▶ Task item:
Repeat the entire listing exactly as written.

▶ Dataset records:
-- -- --
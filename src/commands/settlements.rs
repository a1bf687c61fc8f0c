// Copyright (c) 2025 Soumyadip Sarkar.
// All rights reserved.
//
// This source code is licensed under the license found in the
// LICENSE file in the root directory of this source tree.

use anyhow::{bail, Result};
use rusqlite::Connection;

use crate::engine::settlement::{get_settlement, list_settlements};
use crate::engine::Engine;
use crate::models::Settlement;
use crate::period::Period;
use crate::utils::{arg, fmt_money, maybe_print_json, opt_arg, pretty_table};

pub fn handle(
    engine: &Engine,
    conn: &mut Connection,
    owner: &str,
    m: &clap::ArgMatches,
) -> Result<()> {
    match m.subcommand() {
        Some(("run", sub)) => {
            let period = Period::parse(arg(sub, "period")?)?;
            let s = engine.perform_settlement(conn, owner, &period)?;
            println!(
                "Settled {} ({} transactions); carry forward {}",
                s.period,
                s.summary.transaction_count,
                fmt_money(&s.carry_forward_balance)
            );
        }
        Some(("check", _)) => {
            let advice = engine.check_settlement_needed(conn, owner)?;
            if advice.is_settled {
                println!("{} is already settled", advice.period);
            } else if advice.needed {
                println!(
                    "{} should be settled: {} day(s) left",
                    advice.period, advice.days_remaining
                );
            } else {
                println!(
                    "{} is open: {} day(s) left",
                    advice.period, advice.days_remaining
                );
            }
            if let Some(prev) = advice.previous_unsettled {
                println!("Previous period {} was never settled", prev);
            }
        }
        Some(("show", sub)) => {
            let s = get_settlement(conn, owner, arg(sub, "period")?)?;
            if maybe_print_json(sub.get_flag("json"), &s)? {
                return Ok(());
            }
            print_settlement(&s);
        }
        Some(("list", sub)) => {
            let data = list_settlements(conn, owner)?;
            if maybe_print_json(sub.get_flag("json"), &data)? {
                return Ok(());
            }
            let rows = data
                .iter()
                .map(|s| {
                    vec![
                        s.period.clone(),
                        s.period_type.as_str().to_string(),
                        fmt_money(&s.summary.total_income),
                        fmt_money(&s.summary.total_expense),
                        fmt_money(&s.summary.net_savings),
                        fmt_money(&s.carry_forward_balance),
                        s.settled_at.format("%Y-%m-%d %H:%M").to_string(),
                    ]
                })
                .collect();
            println!(
                "{}",
                pretty_table(
                    &["Period", "Type", "Income", "Expense", "Net", "Carry forward", "Settled at"],
                    rows
                )
            );
        }
        Some(("notes", sub)) => {
            let period = arg(sub, "period")?;
            let notes = opt_arg(sub, "text").map(str::to_string);
            let s = engine.update_settlement_notes(conn, owner, period, notes)?;
            match &s.notes {
                Some(n) => println!("Notes for {} set: {}", s.period, n),
                None => println!("Notes for {} cleared", s.period),
            }
        }
        Some(("export", sub)) => export_settlement(conn, owner, sub)?,
        _ => {}
    }
    Ok(())
}

fn print_settlement(s: &Settlement) {
    println!(
        "Settlement {} ({} .. {})",
        s.period, s.period_start, s.period_end
    );
    let summary = &s.summary;
    println!(
        "{}",
        pretty_table(
            &["Income", "Expense", "Transfers", "Debt paid", "Loans", "Net", "Count"],
            vec![vec![
                fmt_money(&summary.total_income),
                fmt_money(&summary.total_expense),
                fmt_money(&summary.total_transfers),
                fmt_money(&summary.total_liability_payments),
                fmt_money(&summary.total_loan_proceeds),
                fmt_money(&summary.net_savings),
                summary.transaction_count.to_string(),
            ]]
        )
    );
    let rows = s
        .accounts
        .iter()
        .map(|a| {
            vec![
                a.name.clone(),
                a.account_type.to_string(),
                fmt_money(&a.opening_balance),
                fmt_money(&a.total_inflow),
                fmt_money(&a.total_outflow),
                fmt_money(&a.closing_balance),
            ]
        })
        .collect();
    println!(
        "{}",
        pretty_table(&["Account", "Type", "Opening", "In", "Out", "Closing"], rows)
    );
    let l = &s.liabilities;
    println!(
        "Liabilities: opening {}, new {}, paid {}, carried forward {}",
        fmt_money(&l.total_opening),
        fmt_money(&l.total_new),
        fmt_money(&l.total_paid),
        fmt_money(&l.total_carry_forward)
    );
    if let Some(n) = &s.notes {
        println!("Notes: {}", n);
    }
}

fn export_settlement(conn: &Connection, owner: &str, sub: &clap::ArgMatches) -> Result<()> {
    let period = arg(sub, "period")?;
    let fmt = arg(sub, "format")?.to_lowercase();
    let out = arg(sub, "out")?;
    let s = get_settlement(conn, owner, period)?;

    match fmt.as_str() {
        "csv" => {
            let mut wtr = csv::Writer::from_path(out)?;
            wtr.write_record([
                "period",
                "account_id",
                "account",
                "type",
                "opening",
                "inflow",
                "outflow",
                "closing",
            ])?;
            for a in &s.accounts {
                wtr.write_record([
                    s.period.clone(),
                    a.account_id.to_string(),
                    a.name.clone(),
                    a.account_type.to_string(),
                    a.opening_balance.to_string(),
                    a.total_inflow.to_string(),
                    a.total_outflow.to_string(),
                    a.closing_balance.to_string(),
                ])?;
            }
            wtr.flush()?;
        }
        "json" => {
            std::fs::write(out, serde_json::to_string_pretty(&s)?)?;
        }
        other => bail!("Unknown format: {} (use csv|json)", other),
    }
    println!("Exported settlement {} to {}", s.period, out);
    Ok(())
}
-- -- --
▶ Solved exercise:
filename src/commands/settlements.rs
repository a1bf687c61fc8f0c
// Copyright (c) 2025 Soumyadip Sarkar.
// All rights reserved.
//
// This source code is licensed under the license found in the
// LICENSE file in the root directory of this source tree.

use anyhow::{bail, Result};
use rusqlite::Connection;

use crate::engine::settlement::{get_settlement, list_settlements};
use crate::engine::Engine;
use crate::models::Settlement;
use crate::period::Period;
use crate::utils::{arg, fmt_money, maybe_print_json, opt_arg, pretty_table};

pub fn handle(
    engine: &Engine,
    conn: &mut Connection,
    owner: &str,
    m: &clap::ArgMatches,
) -> Result<()> {
    match m.subcommand() {
        Some(("run", sub)) => {
            let period = Period::parse(arg(sub, "period")?)?;
            let s = engine.perform_settlement(conn, owner, &period)?;
            println!(
                "Settled {} ({} transactions); carry forward {}",
                s.period,
                s.summary.transaction_count,
                fmt_money(&s.carry_forward_balance)
            );
        }
        Some(("check", _)) => {
            let advice = engine.check_settlement_needed(conn, owner)?;
            if advice.is_settled {
                println!("{} is already settled", advice.period);
            } else if advice.needed {
                println!(
                    "{} should be settled: {} day(s) left",
                    advice.period, advice.days_remaining
                );
            } else {
                println!(
                    "{} is open: {} day(s) left",
                    advice.period, advice.days_remaining
                );
            }
            if let Some(prev) = advice.previous_unsettled {
                println!("Previous period {} was never settled", prev);
            }
        }
        Some(("show", sub)) => {
            let s = get_settlement(conn, owner, arg(sub, "period")?)?;
            if maybe_print_json(sub.get_flag("json"), &s)? {
                return Ok(());
            }
            print_settlement(&s);
        }
        Some(("list", sub)) => {
            let data = list_settlements(conn, owner)?;
            if maybe_print_json(sub.get_flag("json"), &data)? {
                return Ok(());
            }
            let rows = data
                .iter()
                .map(|s| {
                    vec![
                        s.period.clone(),
                        s.period_type.as_str().to_string(),
                        fmt_money(&s.summary.total_income),
                        fmt_money(&s.summary.total_expense),
                        fmt_money(&s.summary.net_savings),
                        fmt_money(&s.carry_forward_balance),
                        s.settled_at.format("%Y-%m-%d %H:%M").to_string(),
                    ]
                })
                .collect();
            println!(
                "{}",
                pretty_table(
                    &["Period", "Type", "Income", "Expense", "Net", "Carry forward", "Settled at"],
                    rows
                )
            );
        }
        Some(("notes", sub)) => {
            let period = arg(sub, "period")?;
            let notes = opt_arg(sub, "text").map(str::to_string);
            let s = engine.update_settlement_notes(conn, owner, period, notes)?;
            match &s.notes {
                Some(n) => println!("Notes for {} set: {}", s.period, n),
                None => println!("Notes for {} cleared", s.period),
            }
        }
        Some(("export", sub)) => export_settlement(conn, owner, sub)?,
        _ => {}
    }
    Ok(())
}

fn print_settlement(s: &Settlement) {
    println!(
        "Settlement {} ({} .. {})",
        s.period, s.period_start, s.period_end
    );
    let summary = &s.summary;
    println!(
        "{}",
        pretty_table(
            &["Income", "Expense", "Transfers", "Debt paid", "Loans", "Net", "Count"],
            vec![vec![
                fmt_money(&summary.total_income),
                fmt_money(&summary.total_expense),
                fmt_money(&summary.total_transfers),
                fmt_money(&summary.total_liability_payments),
                fmt_money(&summary.total_loan_proceeds),
                fmt_money(&summary.net_savings),
                summary.transaction_count.to_string(),
            ]]
        )
    );
    let rows = s
        .accounts
        .iter()
        .map(|a| {
            vec![
                a.name.clone(),
                a.account_type.to_string(),
                fmt_money(&a.opening_balance),
                fmt_money(&a.total_inflow),
                fmt_money(&a.total_outflow),
                fmt_money(&a.closing_balance),
            ]
        })
        .collect();
    println!(
        "{}",
        pretty_table(&["Account", "Type", "Opening", "In", "Out", "Closing"], rows)
    );
    let l = &s.liabilities;
    println!(
        "Liabilities: opening {}, new {}, paid {}, carried forward {}",
        fmt_money(&l.total_opening),
        fmt_money(&l.total_new),
        fmt_money(&l.total_paid),
        fmt_money(&l.total_carry_forward)
    );
    if let Some(n) = &s.notes {
        println!("Notes: {}", n);
    }
}

fn export_settlement(conn: &Connection, owner: &str, sub: &clap::ArgMatches) -> Result<()> {
    let period = arg(sub, "period")?;
    let fmt = arg(sub, "format")?.to_lowercase();
    let out = arg(sub, "out")?;
    let s = get_settlement(conn, owner, period)?;

    match fmt.as_str() {
        "csv" => {
            let mut wtr = csv::Writer::from_path(out)?;
            wtr.write_record([
                "period",
                "account_id",
                "account",
                "type",
                "opening",
                "inflow",
                "outflow",
                "closing",
            ])?;
            for a in &s.accounts {
                wtr.write_record([
                    s.period.clone(),
                    a.account_id.to_string(),
                    a.name.clone(),
                    a.account_type.to_string(),
                    a.opening_balance.to_string(),
                    a.total_inflow.to_string(),
                    a.total_outflow.to_string(),
                    a.closing_balance.to_string(),
                ])?;
            }
            wtr.flush()?;
        }
        "json" => {
            std::fs::write(out, serde_json::to_string_pretty(&s)?)?;
        }
        other => bail!("Unknown format: {} (use csv|json)", other),
    }
    println!("Exported settlement {} to {}", s.period, out);
    Ok(())
}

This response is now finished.